The idea is to pass matrices/vectors from R to C++, write pure C++/Eigen code for the computation, and then export the result back to R with the proper data structures.

This follows from the same goals as cpp11:

  • Enforcing copy-on-write semantics.
  • Improving the safety of using the R API from C++ code.
  • Using UTF-8 strings everywhere.
  • Applying newer C++11 features.
  • Having a more straightforward, simpler implementation.
  • Faster compilation time with lower memory requirements.
  • Growing vectors more efficiently.

If this software is useful to you, please consider donating on Buy Me A Coffee. All donations will be used to continue improving cpp11eigen.

Installation

You can install the development version of cpp11eigen from GitHub:

remotes::install_github("pachadotdev/cpp11eigen")

Examples

I have provided a package template for RStudio that also works with VS Code.

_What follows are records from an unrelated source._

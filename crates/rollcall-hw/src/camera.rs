//! V4L2 camera capture via the `v4l` crate.

use crate::frame::{self, Frame, FrameError, PixelLayout};
use std::path::Path;
use thiserror::Error;
use v4l::buffer::Type as BufType;
use v4l::io::traits::CaptureStream;
use v4l::prelude::*;
use v4l::video::Capture;
use v4l::FourCC;

#[derive(Error, Debug)]
pub enum CameraError {
    #[error("device not found: {0}")]
    DeviceNotFound(String),
    #[error("no video capture device available")]
    NoCaptureDevice,
    #[error("permission denied: {0}")]
    PermissionDenied(String),
    #[error("device busy")]
    DeviceBusy,
    #[error("capture failed: {0}")]
    CaptureFailed(String),
    #[error("format negotiation failed: {0}")]
    FormatNegotiationFailed(String),
    #[error("streaming not supported")]
    StreamingNotSupported,
    #[error("frame conversion failed: {0}")]
    Frame(#[from] FrameError),
}

impl CameraError {
    /// True when the platform has no usable capture capability at all,
    /// as opposed to a device that exists but could not be acquired.
    pub fn is_unsupported(&self) -> bool {
        matches!(
            self,
            CameraError::NoCaptureDevice | CameraError::StreamingNotSupported
        )
    }
}

/// Map an `open(2)` failure to a camera error.
pub(crate) fn classify_open_error(device_path: &str, err: &std::io::Error) -> CameraError {
    match err.raw_os_error() {
        Some(libc::EACCES) | Some(libc::EPERM) => {
            CameraError::PermissionDenied(device_path.to_string())
        }
        Some(libc::EBUSY) => CameraError::DeviceBusy,
        _ if err.kind() == std::io::ErrorKind::PermissionDenied => {
            CameraError::PermissionDenied(device_path.to_string())
        }
        _ => CameraError::DeviceNotFound(format!("{device_path}: {err}")),
    }
}

/// Info about a discovered V4L2 device.
#[derive(Debug, Clone)]
pub struct DeviceInfo {
    pub path: String,
    pub name: String,
    pub driver: String,
    pub bus: String,
}

/// Negotiated pixel format for the camera.
#[derive(Debug, Clone, Copy, PartialEq, Eq)]
pub enum PixelFormat {
    /// YUYV 4:2:2 packed (2 bytes/pixel), converted to RGB.
    Yuyv,
    /// Motion JPEG, decoded to RGB.
    Mjpg,
    /// 8-bit grayscale (native IR camera output).
    Grey,
    /// 16-bit little-endian grayscale.
    Y16,
}

impl PixelFormat {
    pub fn from_fourcc(fourcc: FourCC) -> Option<Self> {
        match &fourcc.repr {
            b"YUYV" => Some(PixelFormat::Yuyv),
            b"MJPG" => Some(PixelFormat::Mjpg),
            b"GREY" => Some(PixelFormat::Grey),
            b"Y16 " | b"Y16\0" => Some(PixelFormat::Y16),
            _ => None,
        }
    }
}

/// V4L2 camera device handle. The device is closed on drop.
pub struct Camera {
    device: Device,
    pub width: u32,
    pub height: u32,
    pixel_format: PixelFormat,
}

impl Camera {
    /// Open a V4L2 camera device by path (e.g., "/dev/video0") at its
    /// current native resolution.
    pub fn open(device_path: &str) -> Result<Self, CameraError> {
        if !Path::new(device_path).exists() {
            return Err(CameraError::DeviceNotFound(device_path.to_string()));
        }

        let device =
            Device::with_path(device_path).map_err(|e| classify_open_error(device_path, &e))?;

        let caps = device.query_caps().map_err(|e| {
            CameraError::CaptureFailed(format!("failed to query capabilities: {e}"))
        })?;

        tracing::info!(
            device = device_path,
            driver = %caps.driver,
            card = %caps.card,
            "opened camera"
        );

        if !caps
            .capabilities
            .contains(v4l::capability::Flags::VIDEO_CAPTURE)
        {
            return Err(CameraError::StreamingNotSupported);
        }

        // Keep the driver's current resolution. Only ask for YUYV when the
        // current pixel format is one we cannot convert.
        let mut fmt = device.format().map_err(|e| {
            CameraError::FormatNegotiationFailed(format!("failed to get format: {e}"))
        })?;

        let negotiated = if PixelFormat::from_fourcc(fmt.fourcc).is_some() {
            fmt
        } else {
            fmt.fourcc = FourCC::new(b"YUYV");
            device.set_format(&fmt).map_err(|e| {
                CameraError::FormatNegotiationFailed(format!("failed to set format: {e}"))
            })?
        };

        let fourcc = negotiated.fourcc;
        let pixel_format = PixelFormat::from_fourcc(fourcc).ok_or_else(|| {
            CameraError::FormatNegotiationFailed(format!(
                "unsupported pixel format: {fourcc:?} (need YUYV, MJPG, GREY, or Y16)"
            ))
        })?;

        tracing::info!(
            width = negotiated.width,
            height = negotiated.height,
            fourcc = ?fourcc,
            "negotiated format"
        );

        Ok(Self {
            device,
            width: negotiated.width,
            height: negotiated.height,
            pixel_format,
        })
    }

    /// Capture a single frame and convert it to RGB (or luma for
    /// monochrome sensors).
    pub fn grab_frame(&self) -> Result<Frame, CameraError> {
        let mut stream =
            MmapStream::with_buffers(&self.device, BufType::VideoCapture, 4).map_err(|e| {
                CameraError::CaptureFailed(format!("failed to create mmap stream: {e}"))
            })?;

        let (buf, meta) = stream
            .next()
            .map_err(|e| CameraError::CaptureFailed(format!("failed to dequeue buffer: {e}")))?;

        let used = (meta.bytesused as usize).min(buf.len());
        let (data, width, height, layout) = self.convert(&buf[..used])?;

        Ok(Frame {
            data,
            width,
            height,
            layout,
        })
    }

    fn convert(&self, buf: &[u8]) -> Result<(Vec<u8>, u32, u32, PixelLayout), CameraError> {
        let (w, h) = (self.width, self.height);
        match self.pixel_format {
            PixelFormat::Yuyv => Ok((frame::yuyv_to_rgb(buf, w, h)?, w, h, PixelLayout::Rgb8)),
            PixelFormat::Mjpg => {
                let (rgb, dw, dh) = frame::decode_mjpeg(buf)?;
                Ok((rgb, dw, dh, PixelLayout::Rgb8))
            }
            PixelFormat::Grey => {
                let pixels = (w * h) as usize;
                if buf.len() < pixels {
                    return Err(FrameError::InvalidLength {
                        expected: pixels,
                        actual: buf.len(),
                    }
                    .into());
                }
                Ok((buf[..pixels].to_vec(), w, h, PixelLayout::Luma8))
            }
            PixelFormat::Y16 => Ok((frame::y16_to_luma(buf, w, h)?, w, h, PixelLayout::Luma8)),
        }
    }

    /// List available V4L2 video capture devices.
    pub fn list_devices() -> Vec<DeviceInfo> {
        let mut devices = Vec::new();

        for i in 0..16 {
            let path = format!("/dev/video{i}");
            if !Path::new(&path).exists() {
                continue;
            }
            let Ok(dev) = Device::with_path(&path) else {
                continue;
            };
            let Ok(caps) = dev.query_caps() else {
                continue;
            };
            if !caps.capabilities.contains(v4l::capability::Flags::VIDEO_CAPTURE) {
                continue;
            }
            devices.push(DeviceInfo {
                path,
                name: caps.card.clone(),
                driver: caps.driver.clone(),
                bus: caps.bus.clone(),
            });
        }

        devices
    }
}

The idea of this package is to be naive and simple (like me).

From RStudio/VSCode create a new project and run:

cpp11eigen::pkg_template()

Then follow the instructions from the README.

The vignettes contains detailed examples that I use to test cpp11eigen, these include Ordinary Least Squares.

Linear Algebra Libraries

Eigen supports OpenBLAS, Intel MKL, and the Accelerate framework (Mac). You can install OpenBLAS on Debian-based systems with:

sudo apt-get install libopenblas-dev

You can also use other commands for your specific operating system.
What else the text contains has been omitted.